Exercise aim: The expected output is each line below containing "after", copied in full.

Provided entries:
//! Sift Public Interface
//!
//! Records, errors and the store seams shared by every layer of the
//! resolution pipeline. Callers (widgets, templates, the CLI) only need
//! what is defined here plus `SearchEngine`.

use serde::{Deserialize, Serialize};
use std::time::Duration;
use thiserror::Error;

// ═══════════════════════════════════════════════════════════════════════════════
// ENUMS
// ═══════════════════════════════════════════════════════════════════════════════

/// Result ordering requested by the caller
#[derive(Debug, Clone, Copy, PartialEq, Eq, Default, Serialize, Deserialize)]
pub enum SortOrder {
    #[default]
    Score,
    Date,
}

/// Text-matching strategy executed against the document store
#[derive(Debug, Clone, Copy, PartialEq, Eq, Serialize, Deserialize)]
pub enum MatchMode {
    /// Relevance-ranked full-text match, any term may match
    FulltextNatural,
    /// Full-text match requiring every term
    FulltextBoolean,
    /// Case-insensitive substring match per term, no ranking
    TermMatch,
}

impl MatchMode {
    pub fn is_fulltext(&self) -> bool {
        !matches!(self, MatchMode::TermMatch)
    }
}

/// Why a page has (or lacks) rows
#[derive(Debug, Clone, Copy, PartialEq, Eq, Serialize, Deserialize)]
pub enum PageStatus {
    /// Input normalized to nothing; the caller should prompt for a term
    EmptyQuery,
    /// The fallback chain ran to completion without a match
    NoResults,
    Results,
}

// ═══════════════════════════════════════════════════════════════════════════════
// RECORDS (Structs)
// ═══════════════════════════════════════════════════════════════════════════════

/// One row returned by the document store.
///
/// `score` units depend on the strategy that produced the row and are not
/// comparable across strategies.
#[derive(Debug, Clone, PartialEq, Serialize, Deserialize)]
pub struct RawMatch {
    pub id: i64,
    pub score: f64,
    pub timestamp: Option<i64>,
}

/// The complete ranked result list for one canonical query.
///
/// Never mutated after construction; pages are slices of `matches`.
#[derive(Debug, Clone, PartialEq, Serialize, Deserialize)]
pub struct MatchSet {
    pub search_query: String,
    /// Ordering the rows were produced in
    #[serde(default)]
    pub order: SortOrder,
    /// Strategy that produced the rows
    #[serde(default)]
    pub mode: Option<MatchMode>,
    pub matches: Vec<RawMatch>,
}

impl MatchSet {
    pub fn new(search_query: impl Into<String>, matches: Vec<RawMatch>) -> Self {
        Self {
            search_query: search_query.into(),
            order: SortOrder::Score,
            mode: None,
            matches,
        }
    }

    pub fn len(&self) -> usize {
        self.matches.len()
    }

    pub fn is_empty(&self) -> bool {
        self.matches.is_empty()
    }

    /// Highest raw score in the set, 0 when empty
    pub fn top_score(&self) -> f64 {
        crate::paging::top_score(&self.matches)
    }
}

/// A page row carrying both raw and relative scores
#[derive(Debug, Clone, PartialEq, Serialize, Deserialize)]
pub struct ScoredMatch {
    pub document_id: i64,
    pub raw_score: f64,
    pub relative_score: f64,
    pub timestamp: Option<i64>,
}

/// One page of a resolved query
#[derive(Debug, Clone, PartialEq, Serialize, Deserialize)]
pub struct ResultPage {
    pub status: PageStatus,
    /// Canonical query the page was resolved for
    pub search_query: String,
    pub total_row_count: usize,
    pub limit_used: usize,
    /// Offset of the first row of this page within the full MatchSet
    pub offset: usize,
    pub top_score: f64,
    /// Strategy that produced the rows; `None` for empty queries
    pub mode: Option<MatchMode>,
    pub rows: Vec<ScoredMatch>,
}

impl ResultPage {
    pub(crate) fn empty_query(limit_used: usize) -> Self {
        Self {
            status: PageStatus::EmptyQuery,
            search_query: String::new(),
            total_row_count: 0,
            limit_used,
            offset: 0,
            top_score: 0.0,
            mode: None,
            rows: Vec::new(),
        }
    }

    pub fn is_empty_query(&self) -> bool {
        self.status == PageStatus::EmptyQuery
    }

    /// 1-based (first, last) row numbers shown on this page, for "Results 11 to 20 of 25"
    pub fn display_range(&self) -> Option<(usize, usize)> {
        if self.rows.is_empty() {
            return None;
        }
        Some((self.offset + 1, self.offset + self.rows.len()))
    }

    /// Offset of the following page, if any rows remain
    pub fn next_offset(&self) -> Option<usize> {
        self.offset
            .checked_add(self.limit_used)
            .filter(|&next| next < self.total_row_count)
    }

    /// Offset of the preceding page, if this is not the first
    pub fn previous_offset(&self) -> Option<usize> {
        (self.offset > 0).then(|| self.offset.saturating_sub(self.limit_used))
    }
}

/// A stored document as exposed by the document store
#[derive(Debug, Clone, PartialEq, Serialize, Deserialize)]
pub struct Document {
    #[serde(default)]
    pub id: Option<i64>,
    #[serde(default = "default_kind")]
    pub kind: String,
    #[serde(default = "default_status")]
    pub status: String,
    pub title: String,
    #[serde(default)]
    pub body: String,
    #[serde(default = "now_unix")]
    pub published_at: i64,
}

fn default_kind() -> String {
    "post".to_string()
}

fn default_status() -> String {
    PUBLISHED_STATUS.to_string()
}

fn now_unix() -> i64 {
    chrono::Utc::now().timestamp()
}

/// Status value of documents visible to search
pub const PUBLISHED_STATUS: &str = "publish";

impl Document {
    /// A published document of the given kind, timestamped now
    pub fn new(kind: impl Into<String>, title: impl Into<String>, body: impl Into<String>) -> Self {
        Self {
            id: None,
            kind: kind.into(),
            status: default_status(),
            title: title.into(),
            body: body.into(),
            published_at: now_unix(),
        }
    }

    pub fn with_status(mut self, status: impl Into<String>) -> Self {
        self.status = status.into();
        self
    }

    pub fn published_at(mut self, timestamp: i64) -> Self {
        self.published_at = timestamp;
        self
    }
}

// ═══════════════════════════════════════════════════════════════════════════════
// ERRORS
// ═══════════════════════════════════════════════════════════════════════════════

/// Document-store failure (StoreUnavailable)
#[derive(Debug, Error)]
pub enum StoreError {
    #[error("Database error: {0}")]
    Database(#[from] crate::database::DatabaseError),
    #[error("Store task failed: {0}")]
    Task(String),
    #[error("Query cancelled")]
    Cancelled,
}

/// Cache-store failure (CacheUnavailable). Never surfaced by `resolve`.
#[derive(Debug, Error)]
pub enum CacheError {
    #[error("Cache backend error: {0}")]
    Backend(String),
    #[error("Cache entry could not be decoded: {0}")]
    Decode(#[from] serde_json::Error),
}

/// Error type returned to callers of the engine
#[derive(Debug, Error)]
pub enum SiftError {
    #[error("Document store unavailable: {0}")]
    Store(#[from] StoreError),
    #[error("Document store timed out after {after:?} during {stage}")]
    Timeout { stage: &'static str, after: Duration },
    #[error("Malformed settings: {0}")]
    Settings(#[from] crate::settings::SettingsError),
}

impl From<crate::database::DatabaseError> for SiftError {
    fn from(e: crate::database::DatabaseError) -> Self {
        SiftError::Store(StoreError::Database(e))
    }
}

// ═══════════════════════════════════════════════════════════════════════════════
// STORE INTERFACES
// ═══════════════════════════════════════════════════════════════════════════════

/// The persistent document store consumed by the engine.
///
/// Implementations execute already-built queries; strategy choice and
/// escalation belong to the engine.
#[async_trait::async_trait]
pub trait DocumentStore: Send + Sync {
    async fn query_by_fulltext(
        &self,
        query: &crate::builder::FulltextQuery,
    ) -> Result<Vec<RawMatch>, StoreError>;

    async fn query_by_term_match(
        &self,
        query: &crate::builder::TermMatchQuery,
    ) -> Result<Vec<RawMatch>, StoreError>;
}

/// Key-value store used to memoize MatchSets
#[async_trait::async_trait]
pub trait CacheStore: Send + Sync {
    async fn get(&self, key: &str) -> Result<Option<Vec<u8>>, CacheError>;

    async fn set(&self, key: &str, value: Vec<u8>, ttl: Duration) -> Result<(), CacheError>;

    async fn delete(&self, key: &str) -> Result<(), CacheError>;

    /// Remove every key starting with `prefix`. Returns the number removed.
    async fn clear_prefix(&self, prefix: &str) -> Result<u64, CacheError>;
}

Solution to the exercise:
/// Never mutated after construction; pages are slices of `matches`.
    #[error("Document store timed out after {after:?} during {stage}")]
    Timeout { stage: &'static str, after: Duration },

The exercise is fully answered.